Other European ensembles are older than this one (for example, the Dresden Staatskapelle, to which Bernard Haitink is now headed), but none make their home in a city so rich in musical history. The Viennese hegemony goes beyond its being the incubator for a remarkable number of the world’s greatest compositional geniuses. Its citizens are prime examples of the arrogant provincialism of the cosmopolitan, an attitude that permeates the mindsets of the residents of Cairo, Buenos Aires and Carnegie Hall’s own hometown (I once saw a sign in an office in Los Angeles which read “I don’t care how they do it out here; I’m from New York!”). Conductors who are invited by this orchestra to lead them (there is no music director; the players vote on each and every maestro) had best approach the podium reverentially or their stay will be a short one. The atmosphere can be akin to that of Cosima Wagner’s Bayreuth: some years ago, one very famous conductor who dared to expound on his own ideas for a presentation of a well-known tone poem was rebuffed by an elderly musician who growled “we played this for Richard Strauss; what do you know about it?” (only at the New York Phil would this type of incident occur in this hemisphere). This steamy hothouse of scholarship nurtures the living, breathing organisms of four distinct periods in Viennese musical history, and, at least in the two events that I attended, an example of each was proudly and defiantly on display.”

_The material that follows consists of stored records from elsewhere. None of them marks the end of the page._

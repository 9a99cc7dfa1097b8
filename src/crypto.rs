use aes_gcm::aead::{Aead, KeyInit};
use aes_gcm::{Aes256Gcm, Nonce};
use ed25519_dalek::{Signer, SigningKey, Verifier, VerifyingKey};
use log::debug;
use rand::rngs::OsRng;
use rand::RngCore;
use ripemd::Ripemd160;
use serde::de::{self, Visitor};
use serde::{Deserialize, Deserializer, Serialize, Serializer};
use sha2::{Digest, Sha256};
use std::fmt;
use std::str::FromStr;

use crate::{Result, SynnergyError};

/// Length of an account address in bytes
pub const ADDRESS_LEN: usize = 20;

/// Length of a digest in bytes
pub const HASH_LEN: usize = 32;

/// Length of a wire signature in bytes (r || s || v)
pub const SIGNATURE_LEN: usize = 65;

/// 20-byte account identifier
///
/// Derived from a 32-byte public key by SHA-256 followed by RIPEMD-160.
/// Serialises as a lowercase hex string so every persisted record stays
/// human-readable and byte-stable.
#[derive(Debug, Clone, Copy, PartialEq, Eq, Hash, PartialOrd, Ord)]
pub struct Address(pub [u8; ADDRESS_LEN]);

/// 32-byte SHA-256 based digest
#[derive(Debug, Clone, Copy, PartialEq, Eq, Hash, PartialOrd, Ord)]
pub struct Hash(pub [u8; HASH_LEN]);

impl Default for Address {
    fn default() -> Self {
        Address::zero()
    }
}

impl Default for Hash {
    fn default() -> Self {
        Hash::zero()
    }
}

impl Address {
    /// Derive an address from a 32-byte public key
    pub fn from_public_key(public_key: &[u8]) -> Result<Self> {
        if public_key.len() != 32 {
            return Err(SynnergyError::MalformedPayload(
                "public key must be 32 bytes".to_string(),
            ));
        }
        let sha = Sha256::digest(public_key);
        let ripe = Ripemd160::digest(sha);
        let mut out = [0u8; ADDRESS_LEN];
        out.copy_from_slice(&ripe);
        Ok(Address(out))
    }

    /// The all-zero address, reserved as invalid for wallets
    pub fn zero() -> Self {
        Address([0u8; ADDRESS_LEN])
    }

    pub fn is_zero(&self) -> bool {
        self.0.iter().all(|b| *b == 0)
    }

    pub fn as_bytes(&self) -> &[u8; ADDRESS_LEN] {
        &self.0
    }

    pub fn to_hex(&self) -> String {
        hex::encode(self.0)
    }

    pub fn from_hex(s: &str) -> Result<Self> {
        let bytes = hex::decode(s)?;
        let arr: [u8; ADDRESS_LEN] = bytes.as_slice().try_into().map_err(|_| {
            SynnergyError::MalformedPayload(format!("address must be {} bytes", ADDRESS_LEN))
        })?;
        Ok(Address(arr))
    }
}

impl fmt::Display for Address {
    fn fmt(&self, f: &mut fmt::Formatter<'_>) -> fmt::Result {
        write!(f, "{}", self.to_hex())
    }
}

impl FromStr for Address {
    type Err = SynnergyError;

    fn from_str(s: &str) -> Result<Self> {
        Address::from_hex(s)
    }
}

impl Hash {
    pub fn zero() -> Self {
        Hash([0u8; HASH_LEN])
    }

    pub fn is_zero(&self) -> bool {
        self.0.iter().all(|b| *b == 0)
    }

    pub fn as_bytes(&self) -> &[u8; HASH_LEN] {
        &self.0
    }

    pub fn to_hex(&self) -> String {
        hex::encode(self.0)
    }

    pub fn from_hex(s: &str) -> Result<Self> {
        let bytes = hex::decode(s)?;
        let arr: [u8; HASH_LEN] = bytes.as_slice().try_into().map_err(|_| {
            SynnergyError::MalformedPayload(format!("hash must be {} bytes", HASH_LEN))
        })?;
        Ok(Hash(arr))
    }

    /// Short prefix for log lines
    pub fn short(&self) -> String {
        self.to_hex()[..8].to_string()
    }
}

impl fmt::Display for Hash {
    fn fmt(&self, f: &mut fmt::Formatter<'_>) -> fmt::Result {
        write!(f, "{}", self.to_hex())
    }
}

macro_rules! hex_serde {
    ($ty:ident, $visitor:ident, $expecting:expr) => {
        impl Serialize for $ty {
            fn serialize<S: Serializer>(&self, serializer: S) -> std::result::Result<S::Ok, S::Error> {
                serializer.serialize_str(&self.to_hex())
            }
        }

        struct $visitor;

        impl<'de> Visitor<'de> for $visitor {
            type Value = $ty;

            fn expecting(&self, formatter: &mut fmt::Formatter) -> fmt::Result {
                formatter.write_str($expecting)
            }

            fn visit_str<E: de::Error>(self, v: &str) -> std::result::Result<$ty, E> {
                $ty::from_hex(v).map_err(|e| E::custom(e.to_string()))
            }
        }

        impl<'de> Deserialize<'de> for $ty {
            fn deserialize<D: Deserializer<'de>>(deserializer: D) -> std::result::Result<$ty, D::Error> {
                deserializer.deserialize_str($visitor)
            }
        }
    };
}

hex_serde!(Address, AddressVisitor, "a 40-char hex address");
hex_serde!(Hash, HashVisitor, "a 64-char hex digest");

/// SHA-256 over arbitrary bytes
pub fn sha256(data: &[u8]) -> Hash {
    let digest = Sha256::digest(data);
    let mut out = [0u8; HASH_LEN];
    out.copy_from_slice(&digest);
    Hash(out)
}

/// Double SHA-256, the transaction and block hashing scheme
pub fn double_sha256(data: &[u8]) -> Hash {
    let first = Sha256::digest(data);
    let second = Sha256::digest(first);
    let mut out = [0u8; HASH_LEN];
    out.copy_from_slice(&second);
    Hash(out)
}

/// Ed25519 key pair used to sign transactions and blocks
#[derive(Debug, Clone, Serialize, Deserialize)]
pub struct KeyPair {
    /// Public key for verification
    pub public_key: Vec<u8>,
    /// Private key for signing (should be kept secret)
    pub private_key: Vec<u8>,
}

/// Detached signature envelope
///
/// The wire form is 65 bytes: r(32) || s(32) || v(1), with v reserved at
/// zero. Ed25519 has no public-key recovery, so the signer's public key
/// travels alongside the bytes; verification checks both the signature and
/// that the key hashes to the expected sender address.
#[derive(Debug, Clone, Serialize, Deserialize, PartialEq, Eq)]
pub struct Signature {
    /// 65 wire bytes, r || s || v
    #[serde(with = "hex_vec")]
    pub bytes: Vec<u8>,
    /// 32-byte public key of the signer
    #[serde(with = "hex_vec")]
    pub public_key: Vec<u8>,
}

mod hex_vec {
    use serde::{Deserialize, Deserializer, Serializer};

    pub fn serialize<S: Serializer>(v: &[u8], s: S) -> Result<S::Ok, S::Error> {
        s.serialize_str(&hex::encode(v))
    }

    pub fn deserialize<'de, D: Deserializer<'de>>(d: D) -> Result<Vec<u8>, D::Error> {
        let s = String::deserialize(d)?;
        hex::decode(&s).map_err(serde::de::Error::custom)
    }
}

impl KeyPair {
    /// Generate a new random key pair
    pub fn generate() -> Result<Self> {
        let mut rng = OsRng;
        let mut secret = [0u8; 32];
        rng.fill_bytes(&mut secret);

        let signing_key = SigningKey::from_bytes(&secret);
        let verifying_key = signing_key.verifying_key();

        let keypair = KeyPair {
            public_key: verifying_key.to_bytes().to_vec(),
            private_key: signing_key.to_bytes().to_vec(),
        };
        debug!("generated key pair for {}", keypair.address()?);
        Ok(keypair)
    }

    /// Rebuild a key pair from 32 private-key bytes
    pub fn from_private_key_bytes(private_key: &[u8]) -> Result<Self> {
        let secret: [u8; 32] = private_key.try_into().map_err(|_| {
            SynnergyError::MalformedPayload("private key must be 32 bytes".to_string())
        })?;
        let signing_key = SigningKey::from_bytes(&secret);
        Ok(KeyPair {
            public_key: signing_key.verifying_key().to_bytes().to_vec(),
            private_key: secret.to_vec(),
        })
    }

    /// The address this key pair controls
    pub fn address(&self) -> Result<Address> {
        Address::from_public_key(&self.public_key)
    }

    /// Sign a message, producing the 65-byte wire signature
    pub fn sign(&self, message: &[u8]) -> Result<Signature> {
        let secret: [u8; 32] = self.private_key.as_slice().try_into().map_err(|_| {
            SynnergyError::MalformedPayload("private key must be 32 bytes".to_string())
        })?;
        let signing_key = SigningKey::from_bytes(&secret);
        let sig = signing_key.sign(message);

        let mut bytes = sig.to_bytes().to_vec();
        bytes.push(0); // v, reserved
        Ok(Signature {
            bytes,
            public_key: self.public_key.clone(),
        })
    }
}

impl Signature {
    /// Verify the signature over a message
    pub fn verify(&self, message: &[u8]) -> Result<bool> {
        if self.bytes.len() != SIGNATURE_LEN {
            return Err(SynnergyError::InvalidSignature(format!(
                "signature must be {} bytes, got {}",
                SIGNATURE_LEN,
                self.bytes.len()
            )));
        }
        let key_bytes: [u8; 32] = self.public_key.as_slice().try_into().map_err(|_| {
            SynnergyError::InvalidSignature("public key must be 32 bytes".to_string())
        })?;
        let verifying_key = VerifyingKey::from_bytes(&key_bytes)
            .map_err(|e| SynnergyError::InvalidSignature(format!("bad public key: {}", e)))?;

        let sig_bytes: [u8; 64] = self.bytes[..64].try_into().map_err(|_| {
            SynnergyError::InvalidSignature("truncated signature".to_string())
        })?;
        let sig = ed25519_dalek::Signature::from_bytes(&sig_bytes);
        Ok(verifying_key.verify(message, &sig).is_ok())
    }

    /// Verify the signature and check that the signer key hashes to `expected`
    pub fn verify_for(&self, message: &[u8], expected: &Address) -> Result<bool> {
        let signer = Address::from_public_key(&self.public_key)?;
        if signer != *expected {
            return Ok(false);
        }
        self.verify(message)
    }

    /// Address derived from the signer public key
    pub fn signer(&self) -> Result<Address> {
        Address::from_public_key(&self.public_key)
    }
}

/// Seal a payload with AES-256-GCM; the random 12-byte nonce is prepended
/// to the ciphertext so the output is self-contained.
pub fn encrypt_payload(key: &[u8; 32], plaintext: &[u8]) -> Result<Vec<u8>> {
    let cipher = Aes256Gcm::new_from_slice(key)
        .map_err(|_| SynnergyError::MalformedPayload("invalid payload key".to_string()))?;
    let mut nonce_bytes = [0u8; 12];
    OsRng.fill_bytes(&mut nonce_bytes);
    let nonce = Nonce::from_slice(&nonce_bytes);
    let ciphertext = cipher
        .encrypt(nonce, plaintext)
        .map_err(|_| SynnergyError::MalformedPayload("payload encryption failed".to_string()))?;
    let mut out = nonce_bytes.to_vec();
    out.extend_from_slice(&ciphertext);
    Ok(out)
}

/// Open a payload sealed by [`encrypt_payload`]
pub fn decrypt_payload(key: &[u8; 32], sealed: &[u8]) -> Result<Vec<u8>> {
    if sealed.len() < 12 {
        return Err(SynnergyError::MalformedPayload(
            "sealed payload shorter than nonce".to_string(),
        ));
    }
    let cipher = Aes256Gcm::new_from_slice(key)
        .map_err(|_| SynnergyError::MalformedPayload("invalid payload key".to_string()))?;
    let nonce = Nonce::from_slice(&sealed[..12]);
    cipher
        .decrypt(nonce, &sealed[12..])
        .map_err(|_| SynnergyError::MalformedPayload("payload decryption failed".to_string()))
}
use crossbeam_channel::{bounded, Receiver, Sender, TrySendError};
use log::{debug, trace, warn};
use parking_lot::Mutex;
use std::collections::{HashMap, HashSet, VecDeque};
use std::sync::atomic::{AtomicBool, Ordering};
use std::sync::Arc;
use std::time::{Duration, Instant};

use crate::crypto::{sha256, Hash};
use crate::Result;

/// Gossip topic strings, fixed by the wire protocol
pub const TOPIC_TX_NEW: &str = "tx:new";
pub const TOPIC_SUBBLOCK: &str = "subblock";
pub const TOPIC_BLOCK: &str = "block";
pub const TOPIC_POS_VOTE: &str = "posvote";
pub const TOPIC_XS_RECEIPT: &str = "xs_receipt";
pub const TOPIC_XS_TX: &str = "xs_tx";
pub const TOPIC_VIEW_CHANGE: &str = "view_change";

/// Per-topic queue depth; the oldest undelivered message is dropped beyond it
pub const TOPIC_QUEUE_DEPTH: usize = 1024;

/// Content-hash de-duplication window
pub const DEDUP_WINDOW: Duration = Duration::from_secs(60);

/// A message delivered to a subscriber
#[derive(Debug, Clone, PartialEq)]
pub struct InboundMsg {
    pub topic: String,
    pub sender: String,
    pub payload: Vec<u8>,
}

/// Handle to a topic subscription
///
/// Messages arrive on `receiver` in per-sender send order. `cancel`
/// detaches the subscription; the hub stops delivering on the next publish.
pub struct Subscription {
    pub receiver: Receiver<InboundMsg>,
    active: Arc<AtomicBool>,
}

impl Subscription {
    pub fn cancel(&self) {
        self.active.store(false, Ordering::SeqCst);
    }

    pub fn is_active(&self) -> bool {
        self.active.load(Ordering::SeqCst)
    }
}

/// Topic-based publish/subscribe boundary
///
/// Delivery is best-effort: within one topic and one sender, messages keep
/// their send order; nothing is guaranteed across senders, and the adapter
/// never promises reliable delivery.
pub trait Network: Send + Sync {
    fn broadcast(&self, topic: &str, payload: &[u8]) -> Result<()>;
    fn subscribe(&self, topic: &str) -> Subscription;
    fn peers(&self) -> Vec<String>;
}

struct TopicQueue {
    tx: Sender<InboundMsg>,
    rx: Receiver<InboundMsg>,
    active: Arc<AtomicBool>,
}

/// In-process gossip hub
///
/// Connects the node's own components (and sibling nodes in tests) through
/// bounded per-topic queues with a drop-oldest backpressure policy, and
/// de-duplicates by content hash inside a short window.
pub struct GossipHub {
    node_id: String,
    subs: Mutex<HashMap<String, Vec<TopicQueue>>>,
    seen: Mutex<(VecDeque<(Hash, Instant)>, HashSet<Hash>)>,
    peers: Mutex<Vec<String>>,
}

impl GossipHub {
    pub fn new(node_id: impl Into<String>) -> Self {
        GossipHub {
            node_id: node_id.into(),
            subs: Mutex::new(HashMap::new()),
            seen: Mutex::new((VecDeque::new(), HashSet::new())),
            peers: Mutex::new(Vec::new()),
        }
    }

    pub fn add_peer(&self, peer: impl Into<String>) {
        self.peers.lock().push(peer.into());
    }

    /// True when this payload was already seen inside the dedup window
    fn is_duplicate(&self, topic: &str, payload: &[u8]) -> bool {
        let mut content = topic.as_bytes().to_vec();
        content.extend_from_slice(payload);
        let digest = sha256(&content);

        let mut seen = self.seen.lock();
        let (order, index) = &mut *seen;
        let now = Instant::now();
        while let Some((hash, at)) = order.front() {
            if now.duration_since(*at) > DEDUP_WINDOW {
                index.remove(hash);
                order.pop_front();
            } else {
                break;
            }
        }
        if index.contains(&digest) {
            return true;
        }
        index.insert(digest);
        order.push_back((digest, now));
        false
    }
}

impl Network for GossipHub {
    fn broadcast(&self, topic: &str, payload: &[u8]) -> Result<()> {
        if self.is_duplicate(topic, payload) {
            trace!("suppressed duplicate on {}", topic);
            return Ok(());
        }

        let mut subs = self.subs.lock();
        let queues = match subs.get_mut(topic) {
            Some(q) => q,
            None => return Ok(()),
        };
        queues.retain(|q| q.active.load(Ordering::SeqCst));

        for queue in queues.iter() {
            let msg = InboundMsg {
                topic: topic.to_string(),
                sender: self.node_id.clone(),
                payload: payload.to_vec(),
            };
            match queue.tx.try_send(msg) {
                Ok(()) => {}
                Err(TrySendError::Full(msg)) => {
                    // drop the oldest undelivered message to make room
                    let _ = queue.rx.try_recv();
                    if queue.tx.try_send(msg).is_err() {
                        warn!("dropping message on saturated topic {}", topic);
                    }
                }
                Err(TrySendError::Disconnected(_)) => {}
            }
        }
        debug!("broadcast {} bytes on {}", payload.len(), topic);
        Ok(())
    }

    fn subscribe(&self, topic: &str) -> Subscription {
        let (tx, rx) = bounded(TOPIC_QUEUE_DEPTH);
        let active = Arc::new(AtomicBool::new(true));
        self.subs.lock().entry(topic.to_string()).or_default().push(TopicQueue {
            tx,
            rx: rx.clone(),
            active: active.clone(),
        });
        debug!("subscribed to {}", topic);
        Subscription { receiver: rx, active }
    }

    fn peers(&self) -> Vec<String> {
        self.peers.lock().clone()
    }
}

#[cfg(test)]
mod tests {
    use super::*;

    #[test]
    fn test_publish_subscribe_in_order() {
        let hub = GossipHub::new("node-a");
        let sub = hub.subscribe(TOPIC_TX_NEW);

        hub.broadcast(TOPIC_TX_NEW, b"first").unwrap();
        hub.broadcast(TOPIC_TX_NEW, b"second").unwrap();

        assert_eq!(sub.receiver.try_recv().unwrap().payload, b"first".to_vec());
        let second = sub.receiver.try_recv().unwrap();
        assert_eq!(second.payload, b"second".to_vec());
        assert_eq!(second.sender, "node-a");
        assert_eq!(second.topic, TOPIC_TX_NEW);
    }

    #[test]
    fn test_topics_are_isolated() {
        let hub = GossipHub::new("node-a");
        let blocks = hub.subscribe(TOPIC_BLOCK);
        hub.broadcast(TOPIC_TX_NEW, b"tx").unwrap();
        assert!(blocks.receiver.try_recv().is_err());
    }

    #[test]
    fn test_duplicate_suppressed_within_window() {
        let hub = GossipHub::new("node-a");
        let sub = hub.subscribe(TOPIC_POS_VOTE);
        hub.broadcast(TOPIC_POS_VOTE, b"vote").unwrap();
        hub.broadcast(TOPIC_POS_VOTE, b"vote").unwrap();
        assert!(sub.receiver.try_recv().is_ok());
        assert!(sub.receiver.try_recv().is_err());
    }

    #[test]
    fn test_same_payload_different_topics_not_deduped() {
        let hub = GossipHub::new("node-a");
        let a = hub.subscribe(TOPIC_XS_TX);
        let b = hub.subscribe(TOPIC_XS_RECEIPT);
        hub.broadcast(TOPIC_XS_TX, b"payload").unwrap();
        hub.broadcast(TOPIC_XS_RECEIPT, b"payload").unwrap();
        assert!(a.receiver.try_recv().is_ok());
        assert!(b.receiver.try_recv().is_ok());
    }

    #[test]
    fn test_backpressure_drops_oldest() {
        let hub = GossipHub::new("node-a");
        let sub = hub.subscribe(TOPIC_SUBBLOCK);

        for i in 0..(TOPIC_QUEUE_DEPTH as u64 + 8) {
            hub.broadcast(TOPIC_SUBBLOCK, &i.to_le_bytes()).unwrap();
        }

        // first delivered message is no longer message 0
        let first = sub.receiver.try_recv().unwrap();
        let first_id = u64::from_le_bytes(first.payload.as_slice().try_into().unwrap());
        assert!(first_id >= 8);
    }

    #[test]
    fn test_cancelled_subscription_stops_delivery() {
        let hub = GossipHub::new("node-a");
        let sub = hub.subscribe(TOPIC_VIEW_CHANGE);
        sub.cancel();
        hub.broadcast(TOPIC_VIEW_CHANGE, b"skip proposer").unwrap();
        assert!(sub.receiver.try_recv().is_err());
    }

    #[test]
    fn test_peers_listing() {
        let hub = GossipHub::new("node-a");
        assert!(hub.peers().is_empty());
        hub.add_peer("node-b");
        assert_eq!(hub.peers(), vec!["node-b".to_string()]);
    }
}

Oh well, I guess we will just have to content ourselves with purely musical concerns going forward.

I.

The annual Vienna Philharmonic concerts at Carnegie Hall are more than just musical events; they are socially insular and surrealistically anachronistic experiences as well. A few seasons ago, I journeyed to the balcony to hear Maazel and felt like a time traveler who had been teleported to the fin-de-siecle. Away from the usual suspects and the critics who normally surround my seat in the orchestra level, I found myself in a world of Herren und Frauen dressed to the nines (although some of the clothes attested to a charmingly faded glory) and speaking only German, and could easily envision myself in the Grosser Musikvereinsaal for a Sunday afternoon conducted by Richter or Mahler (actually, the adjacent Weill Recital Hall evokes this atmosphere more exactly with its fabulous chandeliers). Back on the parquet for this current pair of performances, I knew that physically I was in modern New York, but could still feel transported by (and in) a simple augenblick.

Although Carnegie opened its doors in 1891, the ”Haffner” Symphony was not played there until 1923, at the United States debut of Bruno Walter. The Mozart symphonies, now so much a part of the furniture, were for a very long time exotic echoes of the past, not taking their place alongside the operas (and overtures in the concert hall) for 150 years. With sublime grace and delicacy, Maestro Haitink established in the very first passages his supreme knowledge of the Classical style and directed a performance notable for its exquisite balances and dynamically interesting phrasings. It must be very difficult for the brass to enunciate the more modern idiom on those early 19th century instruments, however, as the reading of the Berg pieces was as disappointingly ragged as the Mozart had been solidly grounded. Haitink is not known for this type of music and essentially this noble experiment failed. Even Herbert von Karajan and James Levine, when each had his choice of this orchestra or the Berlin Philharmonic, chose the latter for their own highly revelatory recordings of Second Viennese music. As happens here in town with Kurt Masur, the heart is in the right place but the orations seem artificial and stilted. In the march, for example, the expected dithyrambic utterances, especially in the percussion, emerged as too symmetrical and controlled, diluting a good deal of the anti-military passion of the author.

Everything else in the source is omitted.